The five players diagnosed with heart conditions, who were not identified for the purposes of the study, were all subject to three to six months away from their sports and will continue to be tested to determine the longer-term effects of the illness on their physical condition. Moving forward, the American College of Cardiology has recommended eliminating screening for athletes who had asymptomatic or mild cases while maintaining the same screening process for those who had moderate or severe symptoms.
"What was reassuring is that all of the athletes who went through the screening, the 784 of 789, were able to achieve a safe return to play," Engel said. "This was unknown. Early in the pandemic, when these answers were not known ... we were able to demonstrate that going through a rigorous and systematic approach to screening, we were able to achieve a safe return to play."
In a joint statement, the six leagues said in part: "As with other lessons professional sports have learned about COVID-19, the results of this study are being shared broadly to continue to contribute to the growing body of knowledge about the virus -- a commitment we collectively share with each other and our players for the benefit of society beyond sports."
The study results appear to be good news for athletes who had COVID-19, said co-author Dr.

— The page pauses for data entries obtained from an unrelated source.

//! Catalog client error types.

use std::sync::Arc;

/// Errors from a single catalog source.
///
/// Cheap to clone so one failure can be logged and reported at the same time.
#[derive(Debug, Clone, thiserror::Error)]
pub enum SourceError {
    /// Client configuration is unusable (bad base URL or header).
    #[error("invalid configuration: {0}")]
    InvalidConfig(String),

    /// Invalid lookup argument.
    #[error("invalid query: {0}")]
    InvalidQuery(String),

    /// The source is disabled because its configuration is incomplete.
    #[error("source disabled")]
    Disabled,

    /// Requested resource does not exist.
    #[error("not found")]
    NotFound,

    /// Authentication failed (missing or invalid API key).
    #[error("authentication failed")]
    AuthError,

    /// Rate limited by the catalog.
    #[error("rate limited: too many requests")]
    RateLimited,

    /// Non-success HTTP response.
    #[error("HTTP error: {status}")]
    HttpError { status: u16 },

    /// Request timeout.
    #[error("request timeout")]
    Timeout,

    /// Network error.
    #[error("network error: {0}")]
    Network(Arc<reqwest::Error>),

    /// Response parse error.
    #[error("parse error: {0}")]
    Parse(String),
}

impl From<reqwest::Error> for SourceError {
    fn from(err: reqwest::Error) -> Self {
        if err.is_timeout() { SourceError::Timeout } else { SourceError::Network(Arc::new(err)) }
    }
}
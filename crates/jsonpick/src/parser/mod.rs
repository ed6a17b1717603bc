//! Reusable JSON parser and one-shot parse entry points
//!
//! [`Parser`] owns all backing storage for the tree it produces; parsing
//! returns a [`Value`] borrowing that storage, so starting a new parse
//! invalidates the previous result at compile time. One parser pulled from
//! the [`pool`](crate::pool) can serve any number of sequential parses
//! without reallocating.
//!
//! The free functions [`parse`]/[`parse_bytes`] trade reuse for ownership:
//! they run a private parser and hand back a self-contained [`Document`].

pub(crate) mod read;
pub(crate) mod tree;

use crate::error::{Error, Result};
use crate::value::Value;
use read::Reader;
use tree::TreeBuf;

/// Limits applied while parsing
#[derive(Debug, Clone)]
pub struct ParserConfig {
    /// Maximum container nesting depth
    pub max_depth: usize,
    /// Maximum input size in bytes
    pub max_input_len: usize,
}

impl Default for ParserConfig {
    fn default() -> Self {
        Self {
            max_depth: 128,
            max_input_len: 100 * 1024 * 1024, // 100MB
        }
    }
}

/// Reusable JSON parser
///
/// Holds the node tables and text arena that parse results point into.
/// Exactly one parse result is live per parser; the `&mut self` receiver on
/// [`Parser::parse`] makes an earlier result unusable once the parser is
/// reused or returned to the pool.
#[derive(Debug, Default)]
pub struct Parser {
    config: ParserConfig,
    tree: TreeBuf,
}

impl Parser {
    /// Create a parser with default limits
    pub fn new() -> Self {
        Self::default()
    }

    /// Create a parser with custom limits
    pub fn with_config(config: ParserConfig) -> Self {
        Self {
            config,
            tree: TreeBuf::new(),
        }
    }

    /// Parse a JSON string, returning the root value
    ///
    /// The result borrows this parser's buffers. Copy anything you need to
    /// keep before parsing again or releasing the parser.
    pub fn parse(&mut self, input: &str) -> Result<Value<'_>> {
        self.parse_validated(input.as_bytes())
    }

    /// Parse JSON bytes, returning the root value
    ///
    /// The input must be valid UTF-8.
    pub fn parse_bytes(&mut self, input: &[u8]) -> Result<Value<'_>> {
        std::str::from_utf8(input)?;
        self.parse_validated(input)
    }

    /// Drop the current parse result, keeping allocated capacity
    pub fn reset(&mut self) {
        self.tree.clear();
    }

    fn parse_validated(&mut self, input: &[u8]) -> Result<Value<'_>> {
        if input.len() > self.config.max_input_len {
            return Err(Error::InputTooLarge {
                len: input.len(),
                limit: self.config.max_input_len,
            });
        }
        self.tree.clear();
        let root = Reader::new(input, self.config.max_depth).read_document(&mut self.tree)?;
        self.tree.root = root;
        Ok(Value::new(&self.tree, root))
    }
}

/// An owned parse result
///
/// Unlike the borrowed [`Value`] returned by [`Parser::parse`], a `Document`
/// carries its own storage and can outlive the parser that built it.
#[derive(Debug)]
pub struct Document {
    tree: TreeBuf,
}

impl Document {
    /// The root value of the document
    pub fn root(&self) -> Value<'_> {
        Value::new(&self.tree, self.tree.root)
    }

    /// Navigate from the root, see [`Value::get`]
    pub fn get(&self, path: &[&str]) -> Option<Value<'_>> {
        self.root().get(path)
    }

    /// Whether a value exists at `path`, see [`Value::exists`]
    pub fn exists(&self, path: &[&str]) -> bool {
        self.root().exists(path)
    }
}

/// Parse a JSON string into an owned [`Document`]
///
/// Allocates a private parser per call; for many small independent lookups
/// the pooled accessors in [`crate::access`] are cheaper.
pub fn parse(input: &str) -> Result<Document> {
    let mut parser = Parser::new();
    parser.parse(input)?;
    Ok(Document { tree: parser.tree })
}

/// Parse JSON bytes into an owned [`Document`]
pub fn parse_bytes(input: &[u8]) -> Result<Document> {
    let mut parser = Parser::new();
    parser.parse_bytes(input)?;
    Ok(Document { tree: parser.tree })
}

/// Parse a JSON string, panicking on malformed input
///
/// For call sites where a malformed document is a programming error rather
/// than a runtime condition. The panic message carries the parse error.
pub fn must_parse(input: &str) -> Document {
    match parse(input) {
        Ok(doc) => doc,
        Err(err) => panic!("cannot parse JSON: {err}"),
    }
}

/// Parse JSON bytes, panicking on malformed input
pub fn must_parse_bytes(input: &[u8]) -> Document {
    match parse_bytes(input) {
        Ok(doc) => doc,
        Err(err) => panic!("cannot parse JSON: {err}"),
    }
}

Jonathan Kim, a sports cardiologist at Emory University in Atlanta who also works as a team cardiologist for the Atlanta Falcons.
"All the four major sports are done with 2020, all of them ultimately returned to a season -- including those athletes who were included in this registry -- and some sports like the NBA now carried over into a new season," Kim told Kaiser Health News. "Those athletes are obviously still playing and are doing OK."
The study did not shed light on what might happen over the long term with those players who were diagnosed with heart inflammation. They will continue to be monitored with MRIs to see if the effects fade away with time.
"Only time will tell if, five years from now, we'll have an epidemic of failed hearts," said Dr. Robert Bonow, a cardiologist at Northwestern University and editor of JAMA Cardiology who was not affiliated with the study. "But I think that is unlikely."
Results of the two other forthcoming studies on the possible COVID-cardiac link are expected to be published soon, pending peer review.
ESPN's Paula Lavigne and Mark Schlabach and Kaiser Health News reporter Markian Hawryluk contributed to this report.